Work item. Which lines come from the start of the records through the line that holds "limit. State lives"? Write them out word for word.
Supplied information START
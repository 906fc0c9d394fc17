//! Driftwatch - polling file monitor feeding a processing pipeline
//!
//! Watches a directory tree on a cadence, fingerprints what it finds, and
//! hands each new or changed file to a [`pipeline::Pipeline`] exactly once
//! per content version, retrying failures up to a bounded limit. State lives
//! in a [`monitor::Catalog`] that can be snapshotted to disk so a restart
//! does not reprocess finished work.

pub mod config;
pub mod events;
pub mod monitor;
pub mod pipeline;

pub use config::MonitorConfig;
pub use events::{EventLevel, EventSink, MemorySink, MonitorEvent, TracingSink};
pub use monitor::{
    Catalog, CatalogStats, CycleReport, DispatchReport, FileMonitor, FileRecord, FileState,
    Fingerprint, MonitorError, MonitorHandle, MonitorState, ScanStats, UpsertOutcome,
};
pub use pipeline::{CommandPipeline, FileRef, LogPipeline, Pipeline, PipelineError};
//! Walk one applicant through onboarding against a running backend.
//!
//! Usage: `cargo run --example onboarding_flow -- [config.toml]`
//! The base URL can also be set with `HIRE_QUERY_BASE_URL`.

use hire_query::telemetry::{DEFAULT_FILTER, init_tracing};
use hire_query::{
    ChatInitState, ClientConfig, EnrichmentStatusResponse, PersonCreate, PersonExtend,
    QueriesBuilder,
};
use std::path::PathBuf;
use std::time::Duration;

#[tokio::main]
async fn main() -> Result<(), Box<dyn std::error::Error + Send + Sync>> {
    init_tracing(DEFAULT_FILTER)?;

    let config = match std::env::args().nth(1).map(PathBuf::from) {
        Some(path) => ClientConfig::load(&path)?,
        None => {
            let mut config = ClientConfig::default();
            config.apply_env_overrides();
            config
        }
    };
    let queries = QueriesBuilder::new(config)
        .gc_sweep_interval(Duration::from_secs(30))
        .build()?;

    let person = queries
        .create_person(PersonCreate {
            first_name: "Ada".into(),
            last_name: "Lovelace".into(),
            email: "ada@example.com".into(),
            phone: None,
            job_id: 1,
        })
        .await?;
    tracing::info!(person_id = person.id, "applicant created");

    queries
        .extend_person(
            person.id,
            PersonExtend {
                job_id: person.job_id,
                resume_text: "Analytical engines, 1842-1843.".into(),
                github: Some("ada".into()),
                ..PersonExtend::default()
            },
        )
        .await?;
    queries.trigger_enrichment(person.id).await?;

    let status_key = hire_query::queries::keys::enrichment_status(person.id);
    let cache = queries.cache().clone();
    let _enrichment = queries.watch_enrichment(person.id, move |event| {
        if let Some(entry) = cache.peek::<EnrichmentStatusResponse>(event.key()) {
            if let Some(status) = entry.value {
                tracing::info!(status = ?status.enrichment_status, "enrichment");
            }
        }
    });
    tracing::info!(key = %status_key, "watching enrichment");

    let session = queries.open_interview(person.id, |_| {});
    let mut state = session.initializer.watch();
    let outcome = state
        .wait_for(|s| matches!(s, ChatInitState::Initialized | ChatInitState::InitializationFailed(_)))
        .await?
        .clone();
    if let Some(message) = outcome.failure_message() {
        tracing::error!(message, "interview unavailable");
        return Ok(());
    }

    let reply = queries
        .send_message(person.id, "I enjoy turning theory into working machines.")
        .await?;
    tracing::info!(progress = reply.progress, reply = %reply.agent_reply, "agent replied");

    tokio::time::sleep(Duration::from_secs(5)).await;
    queries.cache().flush_events().await?;
    Ok(())
}
#[cfg(test)]
mod tests {
    use super::*;
    use crate::key::ResourceKind;
    use crate::policy::StalenessPolicy;
    use proptest::prelude::*;
    use std::sync::atomic::AtomicUsize;

    fn counting_fetcher(
        calls: Arc<AtomicUsize>,
        delay: Duration,
    ) -> impl Fn() -> BoxFuture<'static, Result<String, ApiError>> + Send + Sync + 'static {
        move || {
            let calls = calls.clone();
            async move {
                let n = calls.fetch_add(1, Ordering::SeqCst) + 1;
                tokio::time::sleep(delay).await;
                Ok(format!("v{}", n))
            }
            .boxed()
        }
    }

    fn fresh_for(minutes: u64) -> ResourcePolicy {
        ResourcePolicy::new(StalenessPolicy::max_age(Duration::from_secs(minutes * 60)))
    }

    #[tokio::test(start_paused = true)]
    async fn test_read_miss_then_hit() {
        let cache = ResourceCache::new();
        let key = ResourceKey::new(ResourceKind::Jobs);
        let calls = Arc::new(AtomicUsize::new(0));

        let first: CacheEntry<String> =
            cache.read(&key, counting_fetcher(calls.clone(), Duration::from_millis(10)), &fresh_for(5));
        assert!(first.is_loading());

        tokio::time::sleep(Duration::from_millis(20)).await;
        let second: CacheEntry<String> =
            cache.read(&key, counting_fetcher(calls.clone(), Duration::from_millis(10)), &fresh_for(5));
        assert_eq!(second.value.as_deref(), Some("v1"));
        assert!(!second.is_fetching);
        assert_eq!(calls.load(Ordering::SeqCst), 1);
    }

    #[tokio::test(start_paused = true)]
    async fn test_stale_read_serves_value_and_revalidates() {
        let cache = ResourceCache::new();
        let key = ResourceKey::new(ResourceKind::Jobs);
        let calls = Arc::new(AtomicUsize::new(0));
        let policy = fresh_for(1);

        let _ = cache.read_settled::<String, _, _>(&key, counting_fetcher(calls.clone(), Duration::ZERO), &policy).await;
        tokio::time::sleep(Duration::from_secs(61)).await;

        let stale: CacheEntry<String> = cache.read(&key, counting_fetcher(calls.clone(), Duration::ZERO), &policy);
        assert_eq!(stale.value.as_deref(), Some("v1"));
        assert!(stale.is_fetching);

        tokio::time::sleep(Duration::from_millis(1)).await;
        let fresh: CacheEntry<String> = cache.peek(&key).unwrap();
        assert_eq!(fresh.value.as_deref(), Some("v2"));
    }

    #[tokio::test(start_paused = true)]
    async fn test_failure_keeps_last_good_value() {
        let cache = ResourceCache::new();
        let key = ResourceKey::entity(ResourceKind::Candidate, 3);
        let policy = ResourcePolicy::new(StalenessPolicy::always());

        let ok = cache
            .read_settled::<String, _, _>(&key, || async { Ok("alice".to_string()) }, &policy)
            .await;
        assert_eq!(ok.value.as_deref(), Some("alice"));

        let failed = cache
            .read_settled::<String, _, _>(&key, || async { Err(ApiError::from_status(500, "boom")) }, &policy)
            .await;
        assert_eq!(failed.value.as_deref(), Some("alice"));
        assert!(matches!(failed.error, Some(ApiError::Server { status: 500, .. })));
        assert!(!failed.is_fetching);
    }

    #[tokio::test(start_paused = true)]
    async fn test_invalidate_twice_refetches_once() {
        let cache = ResourceCache::new();
        let key = ResourceKey::entity(ResourceKind::ChatHistory, 1);
        let calls = Arc::new(AtomicUsize::new(0));
        let _sub = cache.subscribe(&key, |_| {});

        let _ = cache
            .read_settled::<String, _, _>(&key, counting_fetcher(calls.clone(), Duration::from_millis(5)), &fresh_for(5))
            .await;
        assert_eq!(calls.load(Ordering::SeqCst), 1);

        let pattern = KeyPattern::Exact(key.clone());
        assert_eq!(cache.invalidate(&pattern), 1);
        assert_eq!(cache.invalidate(&pattern), 1);
        tokio::time::sleep(Duration::from_secs(1)).await;

        assert_eq!(calls.load(Ordering::SeqCst), 2);
        let entry: CacheEntry<String> = cache.peek(&key).unwrap();
        assert_eq!(entry.value.as_deref(), Some("v2"));
        assert!(!entry.is_invalidated);
    }

    #[tokio::test(start_paused = true)]
    async fn test_invalidate_unsubscribed_marks_only() {
        let cache = ResourceCache::new();
        let key = ResourceKey::entity(ResourceKind::Dashboard, 4);
        let calls = Arc::new(AtomicUsize::new(0));
        let policy = fresh_for(5);

        let _ = cache
            .read_settled::<String, _, _>(&key, counting_fetcher(calls.clone(), Duration::ZERO), &policy)
            .await;
        cache.invalidate(&KeyPattern::Kind(ResourceKind::Dashboard));
        tokio::time::sleep(Duration::from_secs(1)).await;
        assert_eq!(calls.load(Ordering::SeqCst), 1);

        let entry: CacheEntry<String> = cache.read(&key, counting_fetcher(calls.clone(), Duration::ZERO), &policy);
        assert!(entry.is_fetching);
        assert!(entry.is_invalidated);
        tokio::time::sleep(Duration::from_millis(1)).await;
        assert_eq!(calls.load(Ordering::SeqCst), 2);
    }

    #[tokio::test(start_paused = true)]
    async fn test_invalidate_during_read_fetch_refetches_after() {
        let cache = ResourceCache::new();
        let key = ResourceKey::entity(ResourceKind::Candidate, 8);
        let calls = Arc::new(AtomicUsize::new(0));
        let _sub = cache.subscribe(&key, |_| {});

        let _: CacheEntry<String> =
            cache.read(&key, counting_fetcher(calls.clone(), Duration::from_millis(100)), &fresh_for(5));
        cache.invalidate(&KeyPattern::Exact(key.clone()));
        cache.invalidate(&KeyPattern::Exact(key.clone()));

        tokio::time::sleep(Duration::from_secs(1)).await;
        assert_eq!(calls.load(Ordering::SeqCst), 2);
        let entry: CacheEntry<String> = cache.peek(&key).unwrap();
        assert_eq!(entry.value.as_deref(), Some("v2"));
    }

    #[tokio::test(start_paused = true)]
    async fn test_listener_sees_transitions() {
        let cache = ResourceCache::new();
        let key = ResourceKey::new(ResourceKind::Health);
        let seen = Arc::new(Mutex::new(Vec::new()));
        let s = seen.clone();
        let _sub = cache.subscribe(&key, move |event| {
            s.lock().unwrap().push(match event {
                CacheEvent::FetchStarted { .. } => "started",
                CacheEvent::FetchSucceeded { .. } => "succeeded",
                CacheEvent::FetchFailed { .. } => "failed",
                CacheEvent::Invalidated { .. } => "invalidated",
                _ => "other",
            });
        });

        let _ = cache
            .read_settled::<u8, _, _>(&key, || async { Ok(1u8) }, &fresh_for(5))
            .await;
        cache.invalidate(&KeyPattern::Kind(ResourceKind::Health));
        tokio::time::sleep(Duration::from_millis(1)).await;

        assert_eq!(
            *seen.lock().unwrap(),
            vec!["started", "succeeded", "invalidated", "started", "succeeded"]
        );
    }

    #[tokio::test(start_paused = true)]
    async fn test_refetch_supersedes_in_flight() {
        let cache = ResourceCache::new();
        let key = ResourceKey::entity(ResourceKind::CandidateStatus, 2);
        let calls = Arc::new(AtomicUsize::new(0));

        let _: CacheEntry<String> =
            cache.read(&key, counting_fetcher(calls.clone(), Duration::from_secs(10)), &fresh_for(5));
        tokio::time::sleep(Duration::from_millis(1)).await;
        assert!(cache.refetch(&key));
        assert_eq!(cache.in_flight_count(), 1);

        tokio::time::sleep(Duration::from_secs(11)).await;
        let entry: CacheEntry<String> = cache.peek(&key).unwrap();
        assert_eq!(entry.value.as_deref(), Some("v2"));
        assert!(!cache.refetch(&ResourceKey::new(ResourceKind::Jobs)));
    }

    #[tokio::test]
    async fn test_stale_completion_is_discarded() {
        let cache = ResourceCache::new();
        let key = ResourceKey::entity(ResourceKind::ChatHistory, 1);
        let _: CacheEntry<u64> = cache.read(
            &key,
            || futures::future::pending::<Result<u64, ApiError>>(),
            &fresh_for(5),
        );
        cache.refetch(&key);
        let (first, latest) = {
            let slots = cache.inner.slots();
            let latest = slots[&key].latest_seq;
            (latest - 1, latest)
        };

        cache.inner.complete(&key, latest, Ok(Arc::new(latest)));
        cache.inner.complete(&key, first, Ok(Arc::new(first)));

        let entry: CacheEntry<u64> = cache.peek(&key).unwrap();
        assert_eq!(entry.value, Some(latest));
        assert!(!entry.is_fetching);
    }

    struct RecordingSink(Mutex<Vec<CacheEvent>>);

    #[async_trait::async_trait]
    impl EventSink for RecordingSink {
        fn emit(&self, event: &CacheEvent) {
            self.0.lock().unwrap().push(event.clone());
        }
    }

    #[tokio::test]
    async fn test_sink_sees_discarded_and_collected() {
        let sink = Arc::new(RecordingSink(Mutex::new(Vec::new())));
        let erased: Arc<dyn EventSink> = sink.clone();
        let cache = ResourceCache::with_options(Some(erased), Duration::ZERO);
        let key = ResourceKey::new(ResourceKind::Jobs);

        let _: CacheEntry<u64> = cache.read(
            &key,
            || futures::future::pending::<Result<u64, ApiError>>(),
            &fresh_for(5),
        );
        cache.refetch(&key);
        let latest = cache.inner.slots()[&key].latest_seq;
        cache.inner.complete(&key, latest - 1, Ok(Arc::new(0u64)));
        cache.inner.complete(&key, latest, Ok(Arc::new(1u64)));
        assert_eq!(cache.collect_garbage(), 1);

        let events = sink.0.lock().unwrap();
        assert!(events
            .iter()
            .any(|e| matches!(e, CacheEvent::Discarded { seq, .. } if *seq == latest - 1)));
        assert!(matches!(events.last(), Some(CacheEvent::Collected { .. })));
    }

    #[tokio::test(start_paused = true)]
    async fn test_type_mismatch_surfaces_decode_error() {
        let cache = ResourceCache::new();
        let key = ResourceKey::new(ResourceKind::Jobs);
        let _ = cache
            .read_settled::<u32, _, _>(&key, || async { Ok(7u32) }, &fresh_for(5))
            .await;
        let entry: CacheEntry<String> = cache.peek(&key).unwrap();
        assert!(entry.value.is_none());
        assert!(matches!(entry.error, Some(ApiError::Decode { .. })));
    }

    #[tokio::test(start_paused = true)]
    async fn test_garbage_collection_respects_subscribers_and_retention() {
        let cache = ResourceCache::with_options(None, Duration::from_secs(30));
        let watched = ResourceKey::entity(ResourceKind::Candidate, 1);
        let idle = ResourceKey::entity(ResourceKind::Candidate, 2);

        let sub = cache.subscribe(&watched, |_| {});
        let _ = cache
            .read_settled::<u8, _, _>(&idle, || async { Ok(0u8) }, &fresh_for(5))
            .await;

        assert_eq!(cache.collect_garbage(), 0);
        tokio::time::sleep(Duration::from_secs(31)).await;
        assert_eq!(cache.collect_garbage(), 1);
        assert!(cache.peek::<u8>(&idle).is_none());

        drop(sub);
        assert_eq!(cache.collect_garbage(), 0);
        tokio::time::sleep(Duration::from_secs(31)).await;
        assert_eq!(cache.collect_garbage(), 1);
        assert!(cache.is_empty());
    }

    #[tokio::test(start_paused = true)]
    async fn test_read_retries_server_errors_but_not_not_found() {
        let cache = ResourceCache::new();
        let policy = ResourcePolicy::new(StalenessPolicy::always()).with_retry(RetryPolicy::exponential(
            3,
            Duration::from_millis(1000),
            Duration::from_millis(30_000),
        ));

        let calls = Arc::new(AtomicUsize::new(0));
        let c = calls.clone();
        let key = ResourceKey::entity(ResourceKind::ChatHistory, 404);
        let entry = cache
            .read_settled::<String, _, _>(
                &key,
                move || {
                    let c = c.clone();
                    async move {
                        c.fetch_add(1, Ordering::SeqCst);
                        Err(ApiError::from_status(404, "Person not found"))
                    }
                },
                &policy,
            )
            .await;
        assert!(entry.error.unwrap().is_not_found());
        assert_eq!(calls.load(Ordering::SeqCst), 1);

        let calls = Arc::new(AtomicUsize::new(0));
        let c = calls.clone();
        let key = ResourceKey::entity(ResourceKind::ChatHistory, 500);
        let start = Instant::now();
        let entry = cache
            .read_settled::<String, _, _>(
                &key,
                move || {
                    let c = c.clone();
                    async move {
                        c.fetch_add(1, Ordering::SeqCst);
                        Err(ApiError::from_status(503, "unavailable"))
                    }
                },
                &policy,
            )
            .await;
        assert!(entry.is_error());
        assert_eq!(calls.load(Ordering::SeqCst), 4);
        assert!(start.elapsed() >= Duration::from_millis(7000));
    }

    proptest! {
        #[test]
        fn prop_concurrent_reads_single_flight(readers in 1usize..32) {
            let rt = tokio::runtime::Builder::new_current_thread()
                .enable_all()
                .start_paused(true)
                .build()
                .unwrap();
            rt.block_on(async move {
                let cache = ResourceCache::new();
                let key = ResourceKey::entity(ResourceKind::Candidate, 1);
                let calls = Arc::new(AtomicUsize::new(0));
                let mut tasks = Vec::new();
                for _ in 0..readers {
                    let cache = cache.clone();
                    let key = key.clone();
                    let calls = calls.clone();
                    tasks.push(tokio::spawn(async move {
                        let _: CacheEntry<String> = cache.read(
                            &key,
                            counting_fetcher(calls, Duration::from_millis(50)),
                            &ResourcePolicy::new(StalenessPolicy::always()),
                        );
                        assert!(cache.in_flight_count() <= 1);
                    }));
                }
                for task in tasks {
                    task.await.unwrap();
                }
                tokio::time::sleep(Duration::from_millis(100)).await;
                assert_eq!(calls.load(Ordering::SeqCst), 1);
            });
        }

        #[test]
        fn prop_completions_settle_on_latest_start(
            order in Just((0u64..6).collect::<Vec<_>>()).prop_shuffle()
        ) {
            let rt = tokio::runtime::Builder::new_current_thread()
                .enable_all()
                .build()
                .unwrap();
            rt.block_on(async move {
                let cache = ResourceCache::new();
                let key = ResourceKey::entity(ResourceKind::EnrichmentStatus, 1);
                let _: CacheEntry<u64> = cache.read(
                    &key,
                    || futures::future::pending::<Result<u64, ApiError>>(),
                    &ResourcePolicy::new(StalenessPolicy::never()),
                );
                for _ in 1..order.len() {
                    cache.refetch(&key);
                }
                let latest = cache.inner.slots()[&key].latest_seq;
                let first = latest + 1 - order.len() as u64;

                for offset in &order {
                    let seq = first + offset;
                    cache.inner.complete(&key, seq, Ok(Arc::new(seq)));
                }

                let entry: CacheEntry<u64> = cache.peek(&key).unwrap();
                assert_eq!(entry.value, Some(latest));
            });
        }
    }
}
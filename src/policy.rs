//! Staleness and retry policies, configured per resource kind.

use std::collections::HashMap;
use std::future::Future;
use std::time::Duration;
use tokio::time::Instant;

use crate::error::ApiError;
use crate::key::ResourceKind;

/// How long a fetched value may be served before a read triggers a re-fetch.
#[derive(Debug, Clone, Copy, PartialEq, Eq)]
pub struct StalenessPolicy {
    /// `None` means the value never goes stale on its own.
    max_age: Option<Duration>,
}

impl StalenessPolicy {
    /// Refetch on every read.
    pub const fn always() -> Self {
        StalenessPolicy {
            max_age: Some(Duration::ZERO),
        }
    }

    /// Fetch once and never refresh automatically.
    pub const fn never() -> Self {
        StalenessPolicy { max_age: None }
    }

    pub const fn max_age(max_age: Duration) -> Self {
        StalenessPolicy {
            max_age: Some(max_age),
        }
    }

    pub fn max_age_value(&self) -> Option<Duration> {
        self.max_age
    }

    /// Check if a value fetched at `fetched_at` is stale at `now`.
    pub fn is_stale(&self, fetched_at: Instant, now: Instant) -> bool {
        match self.max_age {
            None => false,
            Some(max_age) if max_age.is_zero() => true,
            Some(max_age) => now.saturating_duration_since(fetched_at) >= max_age,
        }
    }
}

/// Exponential backoff for automatic retries.
///
/// Attempt `n` (zero based) waits `min(base_delay * 2^n, max_delay)`. Only
/// errors for which [`ApiError::is_retryable`] holds are retried, so a
/// not-found response always surfaces on the first failure.
#[derive(Debug, Clone, Copy, PartialEq, Eq)]
pub struct RetryPolicy {
    pub max_retries: u32,
    pub base_delay: Duration,
    pub max_delay: Duration,
}

impl RetryPolicy {
    pub const fn none() -> Self {
        RetryPolicy {
            max_retries: 0,
            base_delay: Duration::ZERO,
            max_delay: Duration::ZERO,
        }
    }

    pub const fn exponential(max_retries: u32, base_delay: Duration, max_delay: Duration) -> Self {
        RetryPolicy {
            max_retries,
            base_delay,
            max_delay,
        }
    }

    /// Delay before retry number `attempt` (0 for the first retry).
    pub fn delay_for(&self, attempt: u32) -> Duration {
        let factor = 2u32.saturating_pow(attempt);
        self.base_delay.saturating_mul(factor).min(self.max_delay)
    }

    /// Whether to retry after `failures` failed attempts ending in `err`.
    pub fn should_retry(&self, failures: u32, err: &ApiError) -> bool {
        failures <= self.max_retries && err.is_retryable()
    }
}

impl Default for RetryPolicy {
    fn default() -> Self {
        RetryPolicy::none()
    }
}

/// Run `op` until it succeeds, the error is not retryable, or retries run out.
///
/// Intermediate failures are logged and never surfaced.
pub async fn run_with_retry<T, F, Fut>(policy: &RetryPolicy, label: &str, mut op: F) -> Result<T, ApiError>
where
    F: FnMut() -> Fut,
    Fut: Future<Output = Result<T, ApiError>>,
{
    let mut failures = 0u32;
    loop {
        match op().await {
            Ok(value) => return Ok(value),
            Err(err) => {
                failures += 1;
                if !policy.should_retry(failures, &err) {
                    return Err(err);
                }
                let delay = policy.delay_for(failures - 1);
                tracing::warn!(
                    target: "hire_query::retry",
                    label,
                    attempt = failures,
                    delay_ms = delay.as_millis() as u64,
                    error = %err,
                    "attempt failed, retrying"
                );
                tokio::time::sleep(delay).await;
            }
        }
    }
}

/// Staleness plus read-retry policy of one resource kind.
#[derive(Debug, Clone, Copy, PartialEq, Eq)]
pub struct ResourcePolicy {
    pub staleness: StalenessPolicy,
    pub retry: RetryPolicy,
}

impl ResourcePolicy {
    pub const fn new(staleness: StalenessPolicy) -> Self {
        ResourcePolicy {
            staleness,
            retry: RetryPolicy::none(),
        }
    }

    pub const fn with_retry(mut self, retry: RetryPolicy) -> Self {
        self.retry = retry;
        self
    }
}

const MINUTE: Duration = Duration::from_secs(60);

/// Default staleness window per kind.
pub fn default_staleness(kind: ResourceKind) -> StalenessPolicy {
    match kind {
        ResourceKind::Health => StalenessPolicy::max_age(2 * MINUTE),
        ResourceKind::Jobs
        | ResourceKind::Dashboard
        | ResourceKind::JobProfile
        | ResourceKind::JobProfileContext
        | ResourceKind::JobSkillsAnalysis
        | ResourceKind::ScoringAnalysis => StalenessPolicy::max_age(5 * MINUTE),
        ResourceKind::Candidate => StalenessPolicy::max_age(MINUTE),
        ResourceKind::InterviewReadiness => StalenessPolicy::max_age(Duration::from_secs(30)),
        ResourceKind::SocialIntelligence
        | ResourceKind::ProfessionalSummary
        | ResourceKind::HrRecommendations => StalenessPolicy::max_age(10 * MINUTE),
        ResourceKind::ChatHistory
        | ResourceKind::EnrichmentStatus
        | ResourceKind::CandidateStatus => StalenessPolicy::always(),
    }
}

/// Default policy per kind. Only chat-history reads retry.
pub fn default_policy(kind: ResourceKind) -> ResourcePolicy {
    let policy = ResourcePolicy::new(default_staleness(kind));
    match kind {
        ResourceKind::ChatHistory => policy.with_retry(RetryPolicy::exponential(
            3,
            Duration::from_millis(1000),
            Duration::from_millis(30_000),
        )),
        _ => policy,
    }
}

/// Per-kind policies with defaults for kinds that were not overridden.
#[derive(Debug, Clone, Default)]
pub struct PolicyTable {
    overrides: HashMap<ResourceKind, ResourcePolicy>,
}

impl PolicyTable {
    pub fn new() -> Self {
        Self::default()
    }

    pub fn set(&mut self, kind: ResourceKind, policy: ResourcePolicy) {
        self.overrides.insert(kind, policy);
    }

    pub fn get(&self, kind: ResourceKind) -> ResourcePolicy {
        self.overrides
            .get(&kind)
            .copied()
            .unwrap_or_else(|| default_policy(kind))
    }
}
Supplied information END
Solution to the exercise.
repository 906fc0c9d394fc17
//! Driftwatch - polling file monitor feeding a processing pipeline
//!
//! Watches a directory tree on a cadence, fingerprints what it finds, and
//! hands each new or changed file to a [`pipeline::Pipeline`] exactly once
//! per content version, retrying failures up to a bounded limit. State lives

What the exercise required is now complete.